I no longer have to go to college but I still need to present my physics, mathematics and biology exams(11 in total), this will be followed by a trip to canada with a friend and then Uni. I'm not too worried about the exams but it's slowly coming to me that there is going to be a massive jump in how independent I am and what is expected of me. The uni won't be so far that I wont be able to visit my family sometimes but its quiet a few hours away meaning I'm basically left to fend by myself.

At this point you must be thinking that I am worried about the change but thats not really true. The question to the first line in this paragraph is perhaps "how should I be feeling?" and not "how do I really feel?", the correct word to sum up my feelings is anticipation. You see I come from a family of latinos, some latino families are very big and mine is no exception. There are 7 uncles/aunts just on my father side of the family, this meant that as a kid I went to the universities to see them graduate. The massive fields(made bigger because I was small at the time) and academic air to the uni left me with a deep love for them which has manifested itself over the last 4 years as uncontrollable desire to go to uni.

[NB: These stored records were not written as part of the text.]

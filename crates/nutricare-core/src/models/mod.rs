pub mod assessment;
pub mod general_info;
pub mod nutrition;

pub use assessment::{
    AssessmentKind, FollowUpDraft, InitialDraft, SaveContext, StoredAssessment, lookup_path,
    numeric,
};
pub use general_info::{GeneralInfo, HistoricalWeights, Sex};
pub use nutrition::{
    NutritionRoute, NutritionalNeeds, NutritionalRecalculation, ProteinTarget,
};
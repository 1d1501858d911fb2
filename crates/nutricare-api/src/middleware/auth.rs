use axum::extract::Request;
use axum::http::StatusCode;
use axum::middleware::Next;
use axum::response::Response;

use nutricare_auth::jwt;
use nutricare_core::models::SaveContext;

/// JWT middleware.
///
/// Extracts the `Authorization: Bearer <token>` header, decodes the Cognito
/// claims, and inserts [`AuthUser`] into request extensions for handlers.
///
/// The token's signature is not verified here: the gateway in front of the
/// API has already done so.
/// TODO: verify against the Cognito JWKS once the decoding key is carried
/// in AppState.
pub async fn require_auth(mut req: Request, next: Next) -> Result<Response, StatusCode> {
    let user = {
        let auth_header = req
            .headers()
            .get("authorization")
            .and_then(|v| v.to_str().ok())
            .ok_or(StatusCode::UNAUTHORIZED)?;

        let token = auth_header
            .strip_prefix("Bearer ")
            .ok_or(StatusCode::UNAUTHORIZED)?;

        if token.is_empty() {
            return Err(StatusCode::UNAUTHORIZED);
        }

        let claims = jwt::peek_claims(token).map_err(|_| StatusCode::UNAUTHORIZED)?;
        AuthUser {
            sub: claims.sub,
            email: claims.email,
        }
    };

    req.extensions_mut().insert(user);

    Ok(next.run(req).await)
}

/// Authenticated user extracted from JWT claims.
#[derive(Clone, Debug)]
pub struct AuthUser {
    pub sub: String,
    pub email: Option<String>,
}

impl AuthUser {
    /// Ownership/timing metadata for a save performed right now.
    pub fn save_context(&self) -> SaveContext {
        SaveContext {
            owner_id: self.sub.clone(),
            owner_email: self.email.clone(),
            saved_at: jiff::Timestamp::now(),
        }
    }
}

What I do notice is that the philosophies on what my life, growth, success and failure have been changing and might end up becoming radically different in the next few years. Since I figured that most people go through a similar stage at one point or another, I want to ask about your experiences. What was It, what changed(you), what influenced you as you were going through it(ie finding a religion) and most of all If you feel that the person after thought completely different from the person before(if so, why?)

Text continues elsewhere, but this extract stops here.